With the introduction of targeted therapies such as covalent BTK, BCL2 and PI3K inhibitors (here referred to as pathway inhibitors), the use of allogeneic stem cell transplantation (alloSCT) has significantly decraesed, though not entirely (Tournilhac et al., BMT 2022). A likely reason for the continued use of alloSCT is disease progression due to resistance or intolerance in the absence of available alternative options. Data on the efficacy of alloSCT in CLL patients previously exposed to multiple pathway inhibitors are limited but crucial for patient counseling. To address this, we analyzed the outcome of alloSCT in CLL patients in the era of pathway inhibitors, as recorded in the EBMT database.
We selected 127 CLL socalled ‘double or triple exposed’ patients from the EBMT database who underwent alloSCT between 2015 and 2020, excluding those with Richter’s transformation. We further categorized these patients based on whether or not they had received prior CLL-specific chemotherapy. These groups were then subcategorized according to whether they had been treated with two or three types of pathway inhibitors, and subsequently to disease status (responsive or refractory) at the time of alloSCT. Kaplan-Meier curves were generated to assess progression-free survival (PFS) for each group.

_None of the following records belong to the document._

//! Configuration for pipeline behavior.
//!
//! This module provides [`PipelineConfig`], which controls how records are
//! batched and how many workers process them.
//!
//! # Example
//!
//! ```
//! use recpipe::PipelineConfig;
//!
//! // Custom worker count and batch size
//! let config = PipelineConfig::default()
//!     .with_num_workers(4)
//!     .with_batch_size(1000);
//!
//! config.validate()?;
//! # Ok::<(), recpipe::PipelineError>(())
//! ```

use crate::error::PipelineError;

/// Default number of records per batch in line mode.
pub const DEFAULT_BATCH_SIZE: usize = 10_000;

/// Default record separator in line mode.
pub const DEFAULT_RECORD_SEPARATOR: u8 = b'\n';

/// Configuration for a [`Pipeline`](crate::Pipeline).
///
/// `PipelineConfig` controls batching and worker-pool sizing. The record
/// separator and the skip-empty behavior only apply in line mode; when a
/// custom splitter is installed, batch sizing is governed by the splitter
/// itself and these knobs are ignored.
///
/// # Example
///
/// ```
/// use recpipe::PipelineConfig;
///
/// // Use defaults: one worker per core, 10k records per batch
/// let config = PipelineConfig::default();
///
/// // Builder pattern
/// let config = PipelineConfig::default()
///     .with_num_workers(8)
///     .with_record_separator(b'\t')
///     .with_skip_empty(false);
/// ```
#[derive(Debug, Clone, Copy, PartialEq, Eq)]
pub struct PipelineConfig {
    /// Number of worker threads.
    num_workers: usize,

    /// Records per batch in line mode.
    batch_size: usize,

    /// Record separator byte in line mode.
    record_separator: u8,

    /// Whether records with empty trimmed content are dropped before
    /// dispatch (line mode only).
    skip_empty: bool,
}

impl PipelineConfig {
    /// Creates a configuration with the given worker count and batch size.
    ///
    /// # Errors
    ///
    /// Returns [`PipelineError::InvalidConfig`] if either value is zero.
    ///
    /// # Example
    ///
    /// ```
    /// use recpipe::PipelineConfig;
    ///
    /// let config = PipelineConfig::new(4, 1000)?;
    /// assert_eq!(config.num_workers(), 4);
    /// # Ok::<(), recpipe::PipelineError>(())
    /// ```
    pub fn new(num_workers: usize, batch_size: usize) -> Result<Self, PipelineError> {
        let config = Self {
            num_workers,
            batch_size,
            record_separator: DEFAULT_RECORD_SEPARATOR,
            skip_empty: true,
        };
        config.validate()?;
        Ok(config)
    }

    /// Sets the number of worker threads.
    ///
    /// Note: This does not validate the configuration. Use
    /// [`PipelineConfig::validate`] to check it.
    pub fn with_num_workers(mut self, n: usize) -> Self {
        self.num_workers = n;
        self
    }

    /// Sets the number of records per batch (line mode).
    ///
    /// Note: This does not validate the configuration. Use
    /// [`PipelineConfig::validate`] to check it.
    pub fn with_batch_size(mut self, n: usize) -> Self {
        self.batch_size = n;
        self
    }

    /// Sets the record separator byte (line mode).
    pub fn with_record_separator(mut self, sep: u8) -> Self {
        self.record_separator = sep;
        self
    }

    /// Sets whether empty records are dropped before dispatch (line mode).
    pub fn with_skip_empty(mut self, skip: bool) -> Self {
        self.skip_empty = skip;
        self
    }

    /// Returns the number of worker threads.
    pub fn num_workers(&self) -> usize {
        self.num_workers
    }

    /// Returns the number of records per batch.
    pub fn batch_size(&self) -> usize {
        self.batch_size
    }

    /// Returns the record separator byte.
    pub fn record_separator(&self) -> u8 {
        self.record_separator
    }

    /// Returns whether empty records are dropped before dispatch.
    pub fn skip_empty(&self) -> bool {
        self.skip_empty
    }

    /// Validates the current configuration.
    ///
    /// # Example
    ///
    /// ```
    /// use recpipe::PipelineConfig;
    ///
    /// let config = PipelineConfig::default().with_num_workers(0);
    /// assert!(config.validate().is_err());
    /// ```
    pub fn validate(&self) -> Result<(), PipelineError> {
        if self.num_workers == 0 {
            return Err(PipelineError::InvalidConfig {
                message: "num_workers must be non-zero",
            });
        }
        if self.batch_size == 0 {
            return Err(PipelineError::InvalidConfig {
                message: "batch_size must be non-zero",
            });
        }
        Ok(())
    }
}

impl Default for PipelineConfig {
    fn default() -> Self {
        Self {
            num_workers: num_cpus::get(),
            batch_size: DEFAULT_BATCH_SIZE,
            record_separator: DEFAULT_RECORD_SEPARATOR,
            skip_empty: true,
        }
    }
}

#[cfg(test)]
mod tests {
    use super::*;

    #[test]
    fn test_default_config() {
        let config = PipelineConfig::default();
        assert!(config.num_workers() >= 1);
        assert_eq!(config.batch_size(), DEFAULT_BATCH_SIZE);
        assert_eq!(config.record_separator(), b'\n');
        assert!(config.skip_empty());
        assert!(config.validate().is_ok());
    }

    #[test]
    fn test_builder_pattern() {
        let config = PipelineConfig::default()
            .with_num_workers(8)
            .with_batch_size(500)
            .with_record_separator(b'\0')
            .with_skip_empty(false);

        assert_eq!(config.num_workers(), 8);
        assert_eq!(config.batch_size(), 500);
        assert_eq!(config.record_separator(), 0);
        assert!(!config.skip_empty());
    }

    #[test]
    fn test_invalid_zero_workers() {
        assert!(PipelineConfig::new(0, 1000).is_err());
    }

    #[test]
    fn test_invalid_zero_batch_size() {
        assert!(PipelineConfig::new(4, 0).is_err());
    }
}
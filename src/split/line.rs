//! Line splitting on a single separator byte.

use bytes::Bytes;

use crate::config::DEFAULT_RECORD_SEPARATOR;
use crate::error::PipelineError;

use super::{SplitStep, Splitter};

/// Splits input on a single separator byte, newline by default.
///
/// The separator stays attached to the record, so an identity transformation
/// reproduces the input byte-for-byte (up to record order). A final record
/// without a trailing separator is emitted as-is at end of input.
///
/// Multi-byte separators are not supported; use a custom [`Splitter`] for
/// anything richer.
///
/// # Example
///
/// ```
/// use recpipe::{LineSplitter, Splitter, SplitStep};
///
/// let mut splitter = LineSplitter::new(b',');
/// match splitter.split(b"a,b", true)? {
///     SplitStep::Record { record, .. } => assert_eq!(&record[..], b"a,"),
///     other => panic!("unexpected step: {:?}", other),
/// }
/// # Ok::<(), recpipe::PipelineError>(())
/// ```
#[derive(Debug, Clone, Copy)]
pub struct LineSplitter {
    separator: u8,
}

impl LineSplitter {
    /// Creates a splitter for the given separator byte.
    pub fn new(separator: u8) -> Self {
        Self { separator }
    }

    /// Returns the separator byte.
    pub fn separator(&self) -> u8 {
        self.separator
    }
}

impl Default for LineSplitter {
    fn default() -> Self {
        Self::new(DEFAULT_RECORD_SEPARATOR)
    }
}

impl Splitter for LineSplitter {
    fn split(&mut self, data: &[u8], at_eof: bool) -> Result<SplitStep, PipelineError> {
        match memchr::memchr(self.separator, data) {
            Some(i) => Ok(SplitStep::Record {
                advance: i + 1,
                record: Bytes::copy_from_slice(&data[..=i]),
            }),
            None if at_eof && !data.is_empty() => Ok(SplitStep::Record {
                advance: data.len(),
                record: Bytes::copy_from_slice(data),
            }),
            None => Ok(SplitStep::NeedMore),
        }
    }
}

#[cfg(test)]
mod tests {
    use super::*;

    fn record(step: SplitStep) -> (usize, Bytes) {
        match step {
            SplitStep::Record { advance, record } => (advance, record),
            other => panic!("expected record, got {:?}", other),
        }
    }

    #[test]
    fn test_split_on_newline() {
        let mut s = LineSplitter::default();
        let (advance, rec) = record(s.split(b"hello\nworld\n", false).unwrap());
        assert_eq!(advance, 6);
        assert_eq!(&rec[..], b"hello\n");
    }

    #[test]
    fn test_need_more_without_separator() {
        let mut s = LineSplitter::default();
        assert_eq!(s.split(b"partial", false).unwrap(), SplitStep::NeedMore);
    }

    #[test]
    fn test_final_record_without_separator() {
        let mut s = LineSplitter::default();
        let (advance, rec) = record(s.split(b"tail", true).unwrap());
        assert_eq!(advance, 4);
        assert_eq!(&rec[..], b"tail");
    }

    #[test]
    fn test_terminates_on_empty_input_at_eof() {
        let mut s = LineSplitter::default();
        assert_eq!(s.split(b"", true).unwrap(), SplitStep::NeedMore);
    }

    #[test]
    fn test_custom_separator() {
        let mut s = LineSplitter::new(b'\0');
        let (advance, rec) = record(s.split(b"a\0b\0", false).unwrap());
        assert_eq!(advance, 2);
        assert_eq!(&rec[..], b"a\0");
    }

    #[test]
    fn test_empty_record() {
        let mut s = LineSplitter::default();
        let (advance, rec) = record(s.split(b"\n\n", false).unwrap());
        assert_eq!(advance, 1);
        assert_eq!(&rec[..], b"\n");
    }
}
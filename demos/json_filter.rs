//! Filter newline-delimited JSON, keeping documents with even identifiers.
//!
//! Run with:
//!     printf '{"id": 1}\n{"id": 2}\n' | cargo run --example json_filter

use std::io::{stdin, stdout};

use bytes::Bytes;
use recpipe::Pipeline;
use serde::{Deserialize, Serialize};

#[derive(Deserialize, Serialize)]
struct Entry {
    id: i64,
}

fn main() -> Result<(), Box<dyn std::error::Error>> {
    Pipeline::new(stdin().lock(), stdout(), |record| {
        let entry: Entry = serde_json::from_slice(record)?;
        if entry.id % 2 != 0 {
            // Dropped records produce no output.
            return Ok(Bytes::new());
        }
        let mut out = serde_json::to_vec(&entry)?;
        out.push(b'\n');
        Ok(Bytes::from(out))
    })
    .run()?;

    Ok(())
}
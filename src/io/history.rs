// src/io/history.rs

use std::fs;
use std::path::Path;

use thiserror::Error;

use crate::model::{weeks_from_value, WeekRecord};

#[derive(Debug, Error)]
pub enum HistoryFileError {
    #[error("failed to read history file {path}: {source}")]
    Read {
        path: String,
        #[source]
        source: std::io::Error,
    },
    #[error("history file {path} is not valid JSON: {source}")]
    Parse {
        path: String,
        #[source]
        source: serde_json::Error,
    },
}

/// Loads a recorded game history from a JSON file: either a bare array of
/// week objects or the full request shape `{"weeks": [...]}` as the game
/// server sends it.
pub fn load_history(path: &Path) -> Result<Vec<WeekRecord>, HistoryFileError> {
    let text = fs::read_to_string(path).map_err(|source| HistoryFileError::Read {
        path: path.display().to_string(),
        source,
    })?;
    let value: serde_json::Value =
        serde_json::from_str(&text).map_err(|source| HistoryFileError::Parse {
            path: path.display().to_string(),
            source,
        })?;
    Ok(weeks_from_value(&value))
}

Of the 127 identified double or triple exposed CLL patients, 103 had received chemotherapy prior to pathway inhibitor treatment, while 24 had not. The 2-year PFS for patients with responsive disease after two (n=74) or three (n=34) pathway inhibitors was 58%, regardless of prior chemotherapy. For patients pretreated with chemotherapy who had refractory disease after their second pathway inhibitor, the 2-year PFS was 42% (n=21). Five of the six patients with refractory disease after a third pathway inhibitor died within a few months following alloSCT. The number of chemotherapy-naive patients with either responsive disease to three pathway inhibitors or refractory disease after two or three pathway inhibitors was too small to draw any meaningful conclusions. Data on the cumulative incidence of non-relapse mortality, relapse, and TP53 abnormality status are currently being analyzed and will be presented at the conference.

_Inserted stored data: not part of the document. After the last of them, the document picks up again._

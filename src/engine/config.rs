// src/engine/config.rs

use crate::model::{Role, RoleTable};

/// Which history field a role treats as its demand signal.
///
/// The retailer faces external customers, so feeds that expose
/// `customer_orders` separately should drive its forecast from that field;
/// everyone else forecasts the orders arriving from the stage below.
#[derive(Debug, Clone, Copy, PartialEq, Eq)]
pub enum DemandField {
    IncomingOrders,
    /// `customer_orders` when present, `incoming_orders` otherwise.
    CustomerOrders,
}

/// Per-role tuning.
#[derive(Debug, Clone, Copy)]
pub struct RoleParams {
    /// Partial-adjustment weight toward the order-up-to target.
    /// Smaller upstream, so the factory reacts slower than the retailer and
    /// does not amplify swings it receives second-hand.
    pub beta: f64,
    pub demand_field: DemandField,
    /// When on, a role with zero backlog and on-hand stock above target
    /// orders at most its forecast for the week instead of chasing the gap.
    pub hold_when_overstocked: bool,
}

impl Default for RoleParams {
    fn default() -> Self {
        Self {
            beta: 0.5,
            demand_field: DemandField::IncomingOrders,
            hold_when_overstocked: false,
        }
    }
}

/// All engine tunables, fixed for the lifetime of the process.
///
/// Deliberately a plain immutable value handed to the engine on every call;
/// nothing here is ever mutated at runtime.
#[derive(Debug, Clone)]
pub struct EngineConfig {
    /// Exponential smoothing weight for the demand forecast.
    pub alpha: f64,
    /// Safety buffer multiplier on the smoothed absolute forecast error.
    pub k_safety: f64,
    /// Weeks between order reviews. The classic game reviews weekly.
    pub review_period: u32,
    /// Largest order-to-arrival delay the lead-time search will consider.
    pub max_lag: usize,
    /// Lead time assumed when history is too short to estimate one.
    pub default_lead_time: usize,
    /// Bound on week-over-week order change, as a fraction of the forecast.
    pub ramp_fraction: f64,
    /// Hard ceiling on any order, as a multiple of the order-up-to target.
    pub cap_multiplier: f64,
    /// Order returned when there is no history to reason from, and the
    /// stand-in for `last_order` on a role's first real decision.
    pub baseline_order: u32,
    pub roles: RoleTable<RoleParams>,
}

impl Default for EngineConfig {
    fn default() -> Self {
        Self {
            alpha: 0.3,
            k_safety: 0.6,
            review_period: 1,
            max_lag: 8,
            default_lead_time: 2,
            ramp_fraction: 0.30,
            cap_multiplier: 1.8,
            baseline_order: 10,
            roles: RoleTable::from_fn(|role| RoleParams {
                beta: match role {
                    Role::Retailer => 0.60,
                    Role::Wholesaler => 0.50,
                    Role::Distributor => 0.40,
                    Role::Factory => 0.35,
                },
                demand_field: match role {
                    Role::Retailer => DemandField::CustomerOrders,
                    _ => DemandField::IncomingOrders,
                },
                hold_when_overstocked: false,
            }),
        }
    }
}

The administration of two pathway inhibitors in CLL patients, regardless of prior chemotherapy, did not impact outcomes after alloSCT, as the 2-year PFS was comparable to results from the pre-pathway inhibitor era (Schetelig et al., Risk Factor Analysis for Treatment Failure after alloSCT in CLL, EBMT, BMT 2017, p. 552). This also holds true for chemotherapy-pretreated patients with responsive disease on a third pathway inhibitor before alloSCT. These results are better than with the non-covalent BTK-inhibitor pirtobrutinib in ‘double-exposed’ CLL patients (Zuber et al., Cancer Medicine 2024, e70258).